Stored items:
=== Begin Enclosure ===

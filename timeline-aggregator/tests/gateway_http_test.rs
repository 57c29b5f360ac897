use std::sync::{Arc, Mutex, Once};
use timeline_aggregator::{types::*, FeedGateway, GatewayClient, TimelineAggregator, AccountRegistry};
use tokio::io::{AsyncReadExt, AsyncWriteExt};
use tokio::net::TcpListener;
use tracing::info;

static INIT: Once = Once::new();

fn init_tracing() {
    INIT.call_once(|| {
        tracing_subscriber::fmt()
            .with_max_level(tracing::Level::INFO)
            .try_init()
            .ok();
    });
}

const ALICE_FEED: &str = r#"{
    "version": "https://jsonfeed.org/version/1.1",
    "title": "Twitter @alice",
    "items": [
        {
            "id": "https://x.com/alice/status/2",
            "url": "https://x.com/alice/status/2",
            "title": "Re @bob thanks",
            "content_html": "↩️ Re @bob thanks",
            "date_published": "2024-12-02T10:00:00.000Z",
            "authors": [{"name": "Alice", "url": "https://x.com/alice", "avatar": "https://pbs.twimg.com/profile_images/1/alice_normal.jpg"}]
        },
        {
            "id": "https://x.com/alice/status/1",
            "url": "https://x.com/alice/status/1",
            "title": "shipped",
            "content_html": "shipped<br><img src=\"https://pbs.twimg.com/media/x.jpg\">",
            "date_published": "2024-12-01T10:00:00.000Z",
            "authors": [{"name": "Alice", "url": "https://x.com/alice", "avatar": "https://pbs.twimg.com/profile_images/1/alice_normal.jpg"}]
        }
    ]
}"#;

/// Serves canned responses keyed by a path fragment; records request lines.
async fn spawn_gateway(routes: Vec<(&'static str, u16, &'static str)>) -> (String, Arc<Mutex<Vec<String>>>) {
    let listener = TcpListener::bind("127.0.0.1:0").await.unwrap();
    let addr = listener.local_addr().unwrap();
    let seen = Arc::new(Mutex::new(Vec::new()));
    let log = seen.clone();

    tokio::spawn(async move {
        loop {
            let Ok((mut socket, _)) = listener.accept().await else {
                break;
            };
            let routes = routes.clone();
            let log = log.clone();
            tokio::spawn(async move {
                let mut request = Vec::new();
                let mut buf = [0u8; 1024];
                while !request.windows(4).any(|w| w == b"\r\n\r\n") {
                    match socket.read(&mut buf).await {
                        Ok(0) | Err(_) => return,
                        Ok(n) => request.extend_from_slice(&buf[..n]),
                    }
                }
                let head = String::from_utf8_lossy(&request).to_string();
                let request_line = head.lines().next().unwrap_or_default().to_string();
                log.lock().unwrap().push(request_line.clone());

                let (status, body) = routes
                    .iter()
                    .find(|(fragment, _, _)| request_line.contains(fragment))
                    .map(|(_, status, body)| (*status, *body))
                    .unwrap_or((404, "not found"));
                let response = format!(
                    "HTTP/1.1 {} X\r\nContent-Type: application/json\r\nContent-Length: {}\r\nConnection: close\r\n\r\n{}",
                    status,
                    body.len(),
                    body
                );
                let _ = socket.write_all(response.as_bytes()).await;
                let _ = socket.shutdown().await;
            });
        }
    });

    (format!("http://{}", addr), seen)
}

fn client(base_url: &str) -> GatewayClient {
    GatewayClient::new(&GatewayConfig {
        base_url: base_url.to_string(),
        ..GatewayConfig::default()
    })
    .unwrap()
}

#[tokio::test]
async fn test_fetch_decodes_json_feed() -> Result<()> {
    init_tracing();

    let (base_url, seen) = spawn_gateway(vec![("/twitter/user/alice/", 200, ALICE_FEED)]).await;
    let payload = client(&base_url).fetch(&Source::user("alice")).await?;

    assert_eq!(payload.items.len(), 2);
    assert_eq!(payload.items[1].authors[0].name, "Alice");

    let requests = seen.lock().unwrap().clone();
    info!("Gateway saw: {:?}", requests);
    assert_eq!(requests.len(), 1);
    assert!(requests[0].starts_with("GET /twitter/user/alice/readable=1&includeRts=0&excludeReplies=1"));
    assert!(requests[0].contains("?format=json"));
    Ok(())
}

#[tokio::test]
async fn test_non_success_status_is_gateway_error() {
    init_tracing();

    let (base_url, _) = spawn_gateway(vec![("/twitter/user/", 503, "{}")]).await;
    let err = client(&base_url).fetch(&Source::user("alice")).await.unwrap_err();

    match err {
        AggregatorError::Gateway { identifier, cause } => {
            assert_eq!(identifier, "alice");
            assert_eq!(cause, GatewayFailure::Status(503));
        }
        other => panic!("unexpected error: {other}"),
    }
}

#[tokio::test]
async fn test_malformed_body_is_gateway_error() {
    init_tracing();

    let (base_url, _) = spawn_gateway(vec![("/twitter/list/", 200, "<rss>not json</rss>")]).await;
    let err = client(&base_url)
        .fetch(&Source::list("mylist", "42"))
        .await
        .unwrap_err();

    assert!(matches!(
        err,
        AggregatorError::Gateway { ref identifier, cause: GatewayFailure::Decode(_) } if identifier == "mylist"
    ));
}

#[tokio::test]
async fn test_connection_refused_is_gateway_error() {
    init_tracing();

    // Grab a free port, then close it so nothing is listening.
    let listener = TcpListener::bind("127.0.0.1:0").await.unwrap();
    let addr = listener.local_addr().unwrap();
    drop(listener);

    let err = client(&format!("http://{}", addr))
        .fetch(&Source::user("alice"))
        .await
        .unwrap_err();
    assert!(matches!(
        err,
        AggregatorError::Gateway { cause: GatewayFailure::Transport(_), .. }
    ));
}

#[tokio::test]
async fn test_end_to_end_over_http() -> Result<()> {
    init_tracing();

    let (base_url, seen) = spawn_gateway(vec![
        ("/twitter/list/1863684093000749519/", 200, r#"{"items": []}"#),
        ("/twitter/user/alice/", 200, ALICE_FEED),
    ])
    .await;

    let config = TimelineConfig {
        gateway: GatewayConfig {
            base_url,
            ..GatewayConfig::default()
        },
        full_size_avatars: true,
        ..TimelineConfig::default()
    };
    let registry = AccountRegistry::new(vec![
        Source::list("mylist", "1863684093000749519").with_display(None, Some("/home.svg")),
        Source::user("alice"),
    ]);
    let gateway = Arc::new(GatewayClient::new(&config.gateway)?);
    let aggregator = TimelineAggregator::new(registry, gateway, &config);

    let timeline = aggregator.aggregate(Some("alice")).await?;

    assert_eq!(seen.lock().unwrap().len(), 2);
    assert_eq!(timeline.active.len(), 1);
    assert_eq!(timeline.active[0].id, "https://x.com/alice/status/1");
    assert!(timeline.active[0].content_markup.contains("<img"));
    assert_eq!(
        timeline.sidebar[1].avatar_url.as_deref(),
        Some("https://pbs.twimg.com/profile_images/1/alice.jpg")
    );
    assert_eq!(timeline.sidebar[0].avatar_url.as_deref(), Some("/home.svg"));
    Ok(())
}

=== End Enclosure ===

**HOW TO COMPLETE THIS TASK:**
Your answer should be one number: how many lines of the records hold "TimelineConfig".

**YOUR RESPONSE:**
2